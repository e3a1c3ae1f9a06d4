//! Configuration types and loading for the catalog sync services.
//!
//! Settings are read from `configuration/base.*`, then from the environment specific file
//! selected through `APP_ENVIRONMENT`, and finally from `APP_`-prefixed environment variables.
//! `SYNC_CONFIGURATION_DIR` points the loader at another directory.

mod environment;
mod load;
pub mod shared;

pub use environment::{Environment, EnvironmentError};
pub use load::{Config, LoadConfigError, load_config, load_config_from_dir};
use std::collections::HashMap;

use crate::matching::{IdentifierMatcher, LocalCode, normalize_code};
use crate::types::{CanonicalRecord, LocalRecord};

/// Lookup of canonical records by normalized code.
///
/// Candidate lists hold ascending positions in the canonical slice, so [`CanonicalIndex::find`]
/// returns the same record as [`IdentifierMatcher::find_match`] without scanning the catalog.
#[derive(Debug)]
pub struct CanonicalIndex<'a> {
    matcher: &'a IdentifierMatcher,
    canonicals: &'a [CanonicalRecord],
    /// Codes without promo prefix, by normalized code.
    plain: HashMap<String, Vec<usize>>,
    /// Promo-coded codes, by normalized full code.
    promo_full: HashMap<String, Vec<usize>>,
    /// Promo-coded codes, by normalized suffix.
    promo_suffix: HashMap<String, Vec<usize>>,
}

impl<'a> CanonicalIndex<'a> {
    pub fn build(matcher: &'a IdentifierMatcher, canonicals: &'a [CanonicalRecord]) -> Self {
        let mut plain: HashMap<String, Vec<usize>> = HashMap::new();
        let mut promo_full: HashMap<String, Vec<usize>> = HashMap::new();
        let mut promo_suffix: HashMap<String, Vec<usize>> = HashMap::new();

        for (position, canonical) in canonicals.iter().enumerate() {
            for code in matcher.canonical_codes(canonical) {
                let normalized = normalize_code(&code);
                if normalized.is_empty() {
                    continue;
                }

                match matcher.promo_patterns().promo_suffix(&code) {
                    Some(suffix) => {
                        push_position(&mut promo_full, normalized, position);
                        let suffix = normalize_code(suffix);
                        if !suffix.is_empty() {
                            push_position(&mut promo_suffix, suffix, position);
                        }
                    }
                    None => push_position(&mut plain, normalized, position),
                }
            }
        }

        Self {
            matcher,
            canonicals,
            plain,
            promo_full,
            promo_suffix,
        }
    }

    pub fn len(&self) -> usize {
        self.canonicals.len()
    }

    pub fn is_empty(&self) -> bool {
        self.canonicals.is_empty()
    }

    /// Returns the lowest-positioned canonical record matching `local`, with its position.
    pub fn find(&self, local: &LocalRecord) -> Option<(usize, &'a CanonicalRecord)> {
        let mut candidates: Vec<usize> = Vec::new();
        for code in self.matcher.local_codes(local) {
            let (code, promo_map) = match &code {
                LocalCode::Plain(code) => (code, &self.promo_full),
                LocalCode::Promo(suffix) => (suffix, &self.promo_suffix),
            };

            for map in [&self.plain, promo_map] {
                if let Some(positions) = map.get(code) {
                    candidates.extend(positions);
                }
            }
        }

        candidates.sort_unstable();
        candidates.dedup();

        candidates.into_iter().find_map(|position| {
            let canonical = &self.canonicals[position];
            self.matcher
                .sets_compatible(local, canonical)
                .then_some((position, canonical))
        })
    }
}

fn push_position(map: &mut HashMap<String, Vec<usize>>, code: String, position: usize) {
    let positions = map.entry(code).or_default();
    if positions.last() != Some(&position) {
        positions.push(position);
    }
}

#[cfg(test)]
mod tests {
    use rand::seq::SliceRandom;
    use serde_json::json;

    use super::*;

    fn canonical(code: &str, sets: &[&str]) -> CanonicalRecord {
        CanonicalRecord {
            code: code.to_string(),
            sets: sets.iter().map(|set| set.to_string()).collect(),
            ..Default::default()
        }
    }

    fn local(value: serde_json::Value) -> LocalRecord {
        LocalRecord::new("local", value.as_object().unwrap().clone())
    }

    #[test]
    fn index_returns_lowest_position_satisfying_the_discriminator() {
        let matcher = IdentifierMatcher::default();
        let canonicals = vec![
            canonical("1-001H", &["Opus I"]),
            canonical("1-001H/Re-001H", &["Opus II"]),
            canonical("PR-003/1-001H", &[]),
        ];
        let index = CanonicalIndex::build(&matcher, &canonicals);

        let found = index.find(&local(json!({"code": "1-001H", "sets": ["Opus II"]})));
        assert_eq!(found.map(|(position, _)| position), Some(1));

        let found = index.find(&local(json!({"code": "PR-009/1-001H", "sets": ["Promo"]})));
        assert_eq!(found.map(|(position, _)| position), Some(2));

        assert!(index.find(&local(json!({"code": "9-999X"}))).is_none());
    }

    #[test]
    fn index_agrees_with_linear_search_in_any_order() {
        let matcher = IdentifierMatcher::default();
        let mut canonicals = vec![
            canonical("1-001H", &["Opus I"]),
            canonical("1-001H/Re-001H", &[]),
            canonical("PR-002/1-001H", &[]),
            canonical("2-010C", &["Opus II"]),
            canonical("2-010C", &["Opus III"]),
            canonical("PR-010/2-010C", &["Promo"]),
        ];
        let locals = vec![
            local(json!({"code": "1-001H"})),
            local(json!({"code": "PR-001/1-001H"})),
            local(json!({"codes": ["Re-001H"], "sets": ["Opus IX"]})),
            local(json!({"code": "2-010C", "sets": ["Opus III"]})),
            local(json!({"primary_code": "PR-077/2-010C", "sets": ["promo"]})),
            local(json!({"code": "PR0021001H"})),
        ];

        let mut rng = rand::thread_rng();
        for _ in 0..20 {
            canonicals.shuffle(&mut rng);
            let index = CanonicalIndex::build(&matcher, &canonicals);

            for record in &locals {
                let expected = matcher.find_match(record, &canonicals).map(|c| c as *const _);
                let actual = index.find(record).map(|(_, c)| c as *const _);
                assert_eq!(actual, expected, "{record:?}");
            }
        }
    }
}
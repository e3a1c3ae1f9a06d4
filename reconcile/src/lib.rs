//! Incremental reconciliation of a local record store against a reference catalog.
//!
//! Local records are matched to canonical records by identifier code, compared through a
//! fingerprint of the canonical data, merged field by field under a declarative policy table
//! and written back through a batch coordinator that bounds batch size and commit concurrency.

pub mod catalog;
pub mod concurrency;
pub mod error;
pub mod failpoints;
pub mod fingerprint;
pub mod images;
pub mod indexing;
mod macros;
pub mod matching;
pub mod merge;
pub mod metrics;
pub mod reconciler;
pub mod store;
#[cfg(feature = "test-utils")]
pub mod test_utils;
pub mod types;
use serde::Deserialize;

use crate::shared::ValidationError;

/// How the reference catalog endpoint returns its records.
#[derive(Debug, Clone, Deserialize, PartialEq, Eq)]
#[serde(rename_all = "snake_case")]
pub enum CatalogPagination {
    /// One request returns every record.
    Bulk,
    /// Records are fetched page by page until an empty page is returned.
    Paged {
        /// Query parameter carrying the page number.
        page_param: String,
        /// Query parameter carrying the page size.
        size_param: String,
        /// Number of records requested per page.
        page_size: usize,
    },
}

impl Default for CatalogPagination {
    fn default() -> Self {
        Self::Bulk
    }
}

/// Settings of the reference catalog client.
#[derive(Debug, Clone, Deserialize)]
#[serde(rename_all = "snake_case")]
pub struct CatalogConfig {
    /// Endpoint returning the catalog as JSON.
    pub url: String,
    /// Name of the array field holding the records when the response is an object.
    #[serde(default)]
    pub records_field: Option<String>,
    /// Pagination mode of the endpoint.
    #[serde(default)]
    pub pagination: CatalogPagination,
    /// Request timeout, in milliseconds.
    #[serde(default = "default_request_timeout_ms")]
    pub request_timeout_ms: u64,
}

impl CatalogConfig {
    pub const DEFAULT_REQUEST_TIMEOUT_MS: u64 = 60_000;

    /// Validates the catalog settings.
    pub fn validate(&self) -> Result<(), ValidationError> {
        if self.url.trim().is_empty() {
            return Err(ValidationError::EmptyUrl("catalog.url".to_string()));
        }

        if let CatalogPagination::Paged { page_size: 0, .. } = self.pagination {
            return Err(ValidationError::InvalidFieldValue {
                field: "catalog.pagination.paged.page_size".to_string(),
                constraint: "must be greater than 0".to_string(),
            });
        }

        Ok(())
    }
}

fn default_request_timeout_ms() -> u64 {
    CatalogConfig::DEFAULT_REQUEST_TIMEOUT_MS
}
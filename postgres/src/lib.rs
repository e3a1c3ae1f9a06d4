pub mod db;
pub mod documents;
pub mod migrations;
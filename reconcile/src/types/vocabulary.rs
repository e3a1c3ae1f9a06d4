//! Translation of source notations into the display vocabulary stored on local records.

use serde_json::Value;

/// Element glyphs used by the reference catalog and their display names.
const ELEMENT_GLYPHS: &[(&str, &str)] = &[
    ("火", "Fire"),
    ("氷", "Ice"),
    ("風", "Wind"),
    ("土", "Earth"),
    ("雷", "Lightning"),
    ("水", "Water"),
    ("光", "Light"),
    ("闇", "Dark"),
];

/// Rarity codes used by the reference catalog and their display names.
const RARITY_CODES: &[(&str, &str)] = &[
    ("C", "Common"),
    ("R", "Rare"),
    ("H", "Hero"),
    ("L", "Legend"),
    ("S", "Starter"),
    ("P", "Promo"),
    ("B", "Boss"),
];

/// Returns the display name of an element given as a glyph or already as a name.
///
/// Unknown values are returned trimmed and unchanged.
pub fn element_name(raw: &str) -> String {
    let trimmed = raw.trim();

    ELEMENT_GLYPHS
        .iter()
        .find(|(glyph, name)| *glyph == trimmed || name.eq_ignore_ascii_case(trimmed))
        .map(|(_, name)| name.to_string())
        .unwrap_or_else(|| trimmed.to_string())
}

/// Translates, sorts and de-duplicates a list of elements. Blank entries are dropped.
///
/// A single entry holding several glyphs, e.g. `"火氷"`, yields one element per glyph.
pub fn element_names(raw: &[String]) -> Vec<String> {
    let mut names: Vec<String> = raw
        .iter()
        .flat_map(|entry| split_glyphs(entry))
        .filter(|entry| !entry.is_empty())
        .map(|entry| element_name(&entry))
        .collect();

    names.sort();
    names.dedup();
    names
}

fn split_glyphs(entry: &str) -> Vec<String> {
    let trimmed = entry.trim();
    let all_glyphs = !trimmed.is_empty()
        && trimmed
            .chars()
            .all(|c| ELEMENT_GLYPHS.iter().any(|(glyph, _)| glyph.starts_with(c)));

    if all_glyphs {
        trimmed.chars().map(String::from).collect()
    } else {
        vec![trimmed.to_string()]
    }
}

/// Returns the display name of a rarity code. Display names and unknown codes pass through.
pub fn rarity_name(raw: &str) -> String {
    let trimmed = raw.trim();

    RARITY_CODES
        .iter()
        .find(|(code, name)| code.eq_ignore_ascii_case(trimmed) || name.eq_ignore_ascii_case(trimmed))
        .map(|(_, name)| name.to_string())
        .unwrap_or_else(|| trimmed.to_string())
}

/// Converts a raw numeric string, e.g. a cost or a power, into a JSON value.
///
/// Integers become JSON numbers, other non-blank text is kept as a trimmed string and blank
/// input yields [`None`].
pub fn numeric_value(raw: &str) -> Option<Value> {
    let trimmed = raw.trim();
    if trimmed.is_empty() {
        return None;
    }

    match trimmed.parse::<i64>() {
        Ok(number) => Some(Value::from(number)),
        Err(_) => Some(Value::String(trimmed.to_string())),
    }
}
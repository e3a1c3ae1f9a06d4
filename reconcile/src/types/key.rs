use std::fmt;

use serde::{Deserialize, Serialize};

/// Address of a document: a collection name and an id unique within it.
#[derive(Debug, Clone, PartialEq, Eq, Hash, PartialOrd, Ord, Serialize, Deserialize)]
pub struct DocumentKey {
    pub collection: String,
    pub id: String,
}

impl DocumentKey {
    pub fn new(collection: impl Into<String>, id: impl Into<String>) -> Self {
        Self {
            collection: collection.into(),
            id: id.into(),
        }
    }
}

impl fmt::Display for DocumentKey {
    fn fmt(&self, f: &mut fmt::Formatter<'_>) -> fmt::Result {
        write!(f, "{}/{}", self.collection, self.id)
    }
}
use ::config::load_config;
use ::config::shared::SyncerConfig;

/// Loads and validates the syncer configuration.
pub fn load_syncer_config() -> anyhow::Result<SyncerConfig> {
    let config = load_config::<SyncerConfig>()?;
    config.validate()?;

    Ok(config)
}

--

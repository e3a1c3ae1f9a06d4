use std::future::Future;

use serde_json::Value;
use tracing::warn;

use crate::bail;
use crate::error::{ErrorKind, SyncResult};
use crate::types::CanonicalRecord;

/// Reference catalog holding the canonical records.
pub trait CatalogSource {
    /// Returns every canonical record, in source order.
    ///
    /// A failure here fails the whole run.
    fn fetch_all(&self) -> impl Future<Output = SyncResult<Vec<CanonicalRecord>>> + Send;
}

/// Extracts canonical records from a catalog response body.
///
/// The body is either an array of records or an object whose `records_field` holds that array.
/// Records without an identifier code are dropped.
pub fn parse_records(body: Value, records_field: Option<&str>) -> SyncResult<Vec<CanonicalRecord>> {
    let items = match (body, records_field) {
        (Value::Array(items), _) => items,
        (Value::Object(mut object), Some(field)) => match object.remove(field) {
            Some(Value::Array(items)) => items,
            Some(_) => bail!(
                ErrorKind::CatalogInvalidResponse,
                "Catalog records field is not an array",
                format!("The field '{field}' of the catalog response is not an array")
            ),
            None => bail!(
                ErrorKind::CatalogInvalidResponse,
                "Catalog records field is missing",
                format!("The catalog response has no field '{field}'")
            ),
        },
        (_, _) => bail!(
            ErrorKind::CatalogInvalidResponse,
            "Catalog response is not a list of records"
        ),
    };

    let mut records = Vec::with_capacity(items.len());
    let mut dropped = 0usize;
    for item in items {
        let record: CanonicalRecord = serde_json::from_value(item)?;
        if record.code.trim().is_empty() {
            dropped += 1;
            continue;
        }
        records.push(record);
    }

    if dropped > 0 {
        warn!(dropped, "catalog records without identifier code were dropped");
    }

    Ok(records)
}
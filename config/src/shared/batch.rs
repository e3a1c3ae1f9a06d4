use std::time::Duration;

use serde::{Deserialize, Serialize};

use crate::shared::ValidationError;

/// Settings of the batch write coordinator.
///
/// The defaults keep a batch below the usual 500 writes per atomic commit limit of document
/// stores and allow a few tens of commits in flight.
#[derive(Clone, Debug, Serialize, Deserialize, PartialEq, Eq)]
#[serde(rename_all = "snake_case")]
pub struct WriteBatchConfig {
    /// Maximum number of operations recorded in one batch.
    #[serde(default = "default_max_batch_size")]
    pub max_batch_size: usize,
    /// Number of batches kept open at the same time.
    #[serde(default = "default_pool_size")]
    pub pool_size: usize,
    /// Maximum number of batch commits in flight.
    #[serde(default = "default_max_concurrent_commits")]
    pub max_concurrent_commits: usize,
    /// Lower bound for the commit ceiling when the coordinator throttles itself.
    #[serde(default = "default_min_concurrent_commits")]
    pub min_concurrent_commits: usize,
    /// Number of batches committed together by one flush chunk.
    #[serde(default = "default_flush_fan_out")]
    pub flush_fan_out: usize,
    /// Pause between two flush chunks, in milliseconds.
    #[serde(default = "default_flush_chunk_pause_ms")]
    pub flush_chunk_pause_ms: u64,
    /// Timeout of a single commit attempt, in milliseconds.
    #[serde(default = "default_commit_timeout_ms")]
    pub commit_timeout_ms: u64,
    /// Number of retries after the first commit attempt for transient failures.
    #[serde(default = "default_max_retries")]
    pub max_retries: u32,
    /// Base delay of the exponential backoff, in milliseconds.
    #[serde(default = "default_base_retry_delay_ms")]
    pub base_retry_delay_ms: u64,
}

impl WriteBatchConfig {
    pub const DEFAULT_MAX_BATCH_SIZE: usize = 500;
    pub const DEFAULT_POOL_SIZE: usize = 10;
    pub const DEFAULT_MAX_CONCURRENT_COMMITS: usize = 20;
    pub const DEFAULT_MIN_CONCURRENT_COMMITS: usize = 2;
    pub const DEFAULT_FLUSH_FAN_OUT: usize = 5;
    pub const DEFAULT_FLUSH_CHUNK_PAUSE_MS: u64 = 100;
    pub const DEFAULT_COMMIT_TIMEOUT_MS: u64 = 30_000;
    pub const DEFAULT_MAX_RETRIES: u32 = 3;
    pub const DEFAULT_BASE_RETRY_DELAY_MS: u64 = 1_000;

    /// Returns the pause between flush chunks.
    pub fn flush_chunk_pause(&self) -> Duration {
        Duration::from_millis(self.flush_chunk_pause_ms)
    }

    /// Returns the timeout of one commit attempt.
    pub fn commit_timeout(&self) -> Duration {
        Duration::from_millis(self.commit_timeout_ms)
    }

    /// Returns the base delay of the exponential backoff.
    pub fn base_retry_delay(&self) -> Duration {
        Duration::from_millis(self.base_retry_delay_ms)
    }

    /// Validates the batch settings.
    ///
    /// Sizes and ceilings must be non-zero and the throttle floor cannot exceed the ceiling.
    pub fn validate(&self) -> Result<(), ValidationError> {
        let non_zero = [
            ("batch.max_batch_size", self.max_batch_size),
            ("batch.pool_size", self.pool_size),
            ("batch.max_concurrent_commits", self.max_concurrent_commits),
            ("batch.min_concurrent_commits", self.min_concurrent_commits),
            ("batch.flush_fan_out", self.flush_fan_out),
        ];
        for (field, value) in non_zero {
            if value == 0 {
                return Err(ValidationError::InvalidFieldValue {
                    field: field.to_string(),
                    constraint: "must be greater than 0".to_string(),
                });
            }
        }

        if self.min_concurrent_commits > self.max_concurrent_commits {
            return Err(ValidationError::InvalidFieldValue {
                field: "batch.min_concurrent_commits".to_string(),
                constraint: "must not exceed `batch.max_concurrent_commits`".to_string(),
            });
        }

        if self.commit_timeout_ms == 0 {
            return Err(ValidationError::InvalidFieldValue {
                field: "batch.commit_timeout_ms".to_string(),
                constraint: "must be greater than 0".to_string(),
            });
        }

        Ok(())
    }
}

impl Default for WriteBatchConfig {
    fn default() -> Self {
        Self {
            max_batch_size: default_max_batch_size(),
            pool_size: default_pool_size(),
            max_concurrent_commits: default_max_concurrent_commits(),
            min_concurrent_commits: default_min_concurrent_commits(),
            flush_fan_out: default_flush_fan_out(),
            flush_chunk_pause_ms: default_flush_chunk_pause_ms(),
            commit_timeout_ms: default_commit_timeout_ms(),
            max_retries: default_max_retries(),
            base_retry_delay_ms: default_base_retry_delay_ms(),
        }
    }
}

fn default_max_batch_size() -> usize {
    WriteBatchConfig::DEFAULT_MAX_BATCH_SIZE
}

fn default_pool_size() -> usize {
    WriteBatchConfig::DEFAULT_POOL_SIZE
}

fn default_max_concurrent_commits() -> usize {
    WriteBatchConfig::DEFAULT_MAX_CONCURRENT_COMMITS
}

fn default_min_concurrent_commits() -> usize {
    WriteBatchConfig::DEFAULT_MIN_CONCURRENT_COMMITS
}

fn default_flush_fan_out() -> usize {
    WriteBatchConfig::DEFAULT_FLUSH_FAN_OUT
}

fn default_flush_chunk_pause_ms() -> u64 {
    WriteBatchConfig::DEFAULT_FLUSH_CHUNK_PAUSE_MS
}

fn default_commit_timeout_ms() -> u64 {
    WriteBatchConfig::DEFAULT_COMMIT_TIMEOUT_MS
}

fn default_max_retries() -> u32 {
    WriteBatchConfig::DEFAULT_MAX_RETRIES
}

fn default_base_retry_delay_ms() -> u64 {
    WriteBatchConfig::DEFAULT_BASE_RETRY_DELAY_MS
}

* * *

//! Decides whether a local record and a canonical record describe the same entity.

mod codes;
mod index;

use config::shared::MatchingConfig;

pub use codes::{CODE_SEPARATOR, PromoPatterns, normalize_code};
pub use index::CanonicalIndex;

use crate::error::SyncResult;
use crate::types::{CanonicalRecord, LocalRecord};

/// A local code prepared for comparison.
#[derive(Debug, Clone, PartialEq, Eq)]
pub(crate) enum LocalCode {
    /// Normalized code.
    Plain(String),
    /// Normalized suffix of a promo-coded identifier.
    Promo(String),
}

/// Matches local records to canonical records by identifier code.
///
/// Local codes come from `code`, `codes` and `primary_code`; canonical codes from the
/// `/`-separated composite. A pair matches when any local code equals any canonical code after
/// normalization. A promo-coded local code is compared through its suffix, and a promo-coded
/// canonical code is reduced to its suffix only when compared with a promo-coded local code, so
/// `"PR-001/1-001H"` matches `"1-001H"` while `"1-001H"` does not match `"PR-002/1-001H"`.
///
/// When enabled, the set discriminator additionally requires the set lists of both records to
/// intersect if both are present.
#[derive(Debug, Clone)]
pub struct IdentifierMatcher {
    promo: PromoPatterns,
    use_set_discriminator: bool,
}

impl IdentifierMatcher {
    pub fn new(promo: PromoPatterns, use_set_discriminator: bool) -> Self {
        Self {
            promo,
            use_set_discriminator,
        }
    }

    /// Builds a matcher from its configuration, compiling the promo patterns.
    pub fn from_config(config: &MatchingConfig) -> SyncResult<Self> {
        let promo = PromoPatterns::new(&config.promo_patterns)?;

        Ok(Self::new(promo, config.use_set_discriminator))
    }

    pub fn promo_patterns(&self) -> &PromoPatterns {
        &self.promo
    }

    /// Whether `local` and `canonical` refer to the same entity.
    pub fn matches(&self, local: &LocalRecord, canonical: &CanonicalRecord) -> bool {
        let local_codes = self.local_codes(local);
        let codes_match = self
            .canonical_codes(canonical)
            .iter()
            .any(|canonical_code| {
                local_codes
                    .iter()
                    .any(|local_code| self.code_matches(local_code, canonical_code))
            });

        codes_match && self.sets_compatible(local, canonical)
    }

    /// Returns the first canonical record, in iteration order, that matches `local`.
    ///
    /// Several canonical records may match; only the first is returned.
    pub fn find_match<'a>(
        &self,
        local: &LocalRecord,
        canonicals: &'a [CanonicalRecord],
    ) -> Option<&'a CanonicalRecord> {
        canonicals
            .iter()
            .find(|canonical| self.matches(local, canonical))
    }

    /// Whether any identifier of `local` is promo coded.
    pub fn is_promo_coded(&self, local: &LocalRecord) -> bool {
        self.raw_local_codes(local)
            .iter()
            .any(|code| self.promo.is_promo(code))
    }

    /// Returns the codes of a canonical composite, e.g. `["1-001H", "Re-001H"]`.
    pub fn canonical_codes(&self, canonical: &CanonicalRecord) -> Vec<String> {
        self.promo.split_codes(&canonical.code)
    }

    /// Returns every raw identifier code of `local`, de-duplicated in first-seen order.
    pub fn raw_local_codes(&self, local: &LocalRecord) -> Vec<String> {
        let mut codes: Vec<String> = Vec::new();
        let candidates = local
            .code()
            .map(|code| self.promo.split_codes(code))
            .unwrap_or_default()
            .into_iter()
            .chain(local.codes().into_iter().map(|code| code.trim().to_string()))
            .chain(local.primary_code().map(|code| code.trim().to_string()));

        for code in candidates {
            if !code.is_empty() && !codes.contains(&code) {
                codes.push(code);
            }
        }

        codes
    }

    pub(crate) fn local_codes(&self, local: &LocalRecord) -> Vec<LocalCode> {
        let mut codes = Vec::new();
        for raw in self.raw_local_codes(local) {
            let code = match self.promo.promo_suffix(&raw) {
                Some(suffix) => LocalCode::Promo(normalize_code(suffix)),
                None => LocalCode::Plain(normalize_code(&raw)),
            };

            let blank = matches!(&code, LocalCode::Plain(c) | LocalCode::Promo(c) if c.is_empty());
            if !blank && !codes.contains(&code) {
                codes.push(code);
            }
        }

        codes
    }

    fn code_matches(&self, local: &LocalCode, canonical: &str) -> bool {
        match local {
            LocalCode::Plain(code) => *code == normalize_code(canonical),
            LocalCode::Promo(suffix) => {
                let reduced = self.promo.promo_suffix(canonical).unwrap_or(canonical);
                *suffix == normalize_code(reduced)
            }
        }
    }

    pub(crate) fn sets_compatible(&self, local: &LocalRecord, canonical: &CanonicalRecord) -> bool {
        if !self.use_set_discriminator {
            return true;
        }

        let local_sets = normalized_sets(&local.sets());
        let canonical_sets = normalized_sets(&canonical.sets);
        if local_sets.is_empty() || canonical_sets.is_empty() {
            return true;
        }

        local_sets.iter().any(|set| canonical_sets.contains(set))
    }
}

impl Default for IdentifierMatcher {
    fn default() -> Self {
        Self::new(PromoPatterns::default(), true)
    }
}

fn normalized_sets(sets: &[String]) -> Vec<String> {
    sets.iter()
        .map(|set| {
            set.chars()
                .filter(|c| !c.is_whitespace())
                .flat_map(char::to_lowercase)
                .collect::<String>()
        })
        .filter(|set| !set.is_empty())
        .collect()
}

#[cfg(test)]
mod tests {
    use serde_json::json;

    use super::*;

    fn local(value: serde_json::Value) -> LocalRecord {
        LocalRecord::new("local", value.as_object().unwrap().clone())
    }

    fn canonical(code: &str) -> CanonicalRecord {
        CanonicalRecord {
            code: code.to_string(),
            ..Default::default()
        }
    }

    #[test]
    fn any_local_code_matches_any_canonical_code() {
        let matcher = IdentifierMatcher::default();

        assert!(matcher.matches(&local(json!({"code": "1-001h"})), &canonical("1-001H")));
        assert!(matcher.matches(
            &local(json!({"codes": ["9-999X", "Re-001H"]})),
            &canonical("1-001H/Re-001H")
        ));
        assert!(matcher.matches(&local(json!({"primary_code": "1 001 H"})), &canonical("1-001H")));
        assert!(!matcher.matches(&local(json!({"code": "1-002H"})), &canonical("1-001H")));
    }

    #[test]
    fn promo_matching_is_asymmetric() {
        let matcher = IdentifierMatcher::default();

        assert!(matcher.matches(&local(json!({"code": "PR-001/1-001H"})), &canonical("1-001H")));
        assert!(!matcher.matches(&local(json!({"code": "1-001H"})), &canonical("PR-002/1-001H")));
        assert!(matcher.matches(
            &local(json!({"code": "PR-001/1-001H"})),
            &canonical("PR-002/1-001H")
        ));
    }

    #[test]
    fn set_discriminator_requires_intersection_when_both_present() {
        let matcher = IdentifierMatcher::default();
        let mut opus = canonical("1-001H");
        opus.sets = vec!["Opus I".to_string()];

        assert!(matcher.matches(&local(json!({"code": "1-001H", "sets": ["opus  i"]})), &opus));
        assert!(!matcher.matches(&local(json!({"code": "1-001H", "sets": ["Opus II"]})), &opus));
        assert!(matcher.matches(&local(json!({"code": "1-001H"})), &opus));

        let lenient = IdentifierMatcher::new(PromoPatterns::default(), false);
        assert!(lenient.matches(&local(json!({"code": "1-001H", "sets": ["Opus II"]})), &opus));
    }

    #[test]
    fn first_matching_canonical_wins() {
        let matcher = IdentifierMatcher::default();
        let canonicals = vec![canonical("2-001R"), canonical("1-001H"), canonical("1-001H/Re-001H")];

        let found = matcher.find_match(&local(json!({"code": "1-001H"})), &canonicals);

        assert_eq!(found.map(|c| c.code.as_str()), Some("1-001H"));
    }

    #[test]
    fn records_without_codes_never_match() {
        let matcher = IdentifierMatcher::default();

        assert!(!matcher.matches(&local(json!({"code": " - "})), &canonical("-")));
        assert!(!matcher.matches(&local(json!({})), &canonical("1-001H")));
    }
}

* Exercise: Look through the data above and return exactly the lines from the one that contains "pub fn rarity_name(raw: &str)" to the one that contains "fn fmt(&self, f: &mut", inclusive, with nothing else.

* Written answer:
pub fn rarity_name(raw: &str) -> String {
    let trimmed = raw.trim();

    RARITY_CODES
        .iter()
        .find(|(code, name)| code.eq_ignore_ascii_case(trimmed) || name.eq_ignore_ascii_case(trimmed))
        .map(|(_, name)| name.to_string())
        .unwrap_or_else(|| trimmed.to_string())
}

/// Converts a raw numeric string, e.g. a cost or a power, into a JSON value.
///
/// Integers become JSON numbers, other non-blank text is kept as a trimmed string and blank
/// input yields [`None`].
pub fn numeric_value(raw: &str) -> Option<Value> {
    let trimmed = raw.trim();
    if trimmed.is_empty() {
        return None;
    }

    match trimmed.parse::<i64>() {
        Ok(number) => Some(Value::from(number)),
        Err(_) => Some(Value::String(trimmed.to_string())),
    }
}
repository e3a1c3ae1f9a06d4
filename reconcile/src/types/key.rs
use std::fmt;

use serde::{Deserialize, Serialize};

/// Address of a document: a collection name and an id unique within it.
#[derive(Debug, Clone, PartialEq, Eq, Hash, PartialOrd, Ord, Serialize, Deserialize)]
pub struct DocumentKey {
    pub collection: String,
    pub id: String,
}

impl DocumentKey {
    pub fn new(collection: impl Into<String>, id: impl Into<String>) -> Self {
        Self {
            collection: collection.into(),
            id: id.into(),
        }
    }
}

impl fmt::Display for DocumentKey {
    fn fmt(&self, f: &mut fmt::Formatter<'_>) -> fmt::Result {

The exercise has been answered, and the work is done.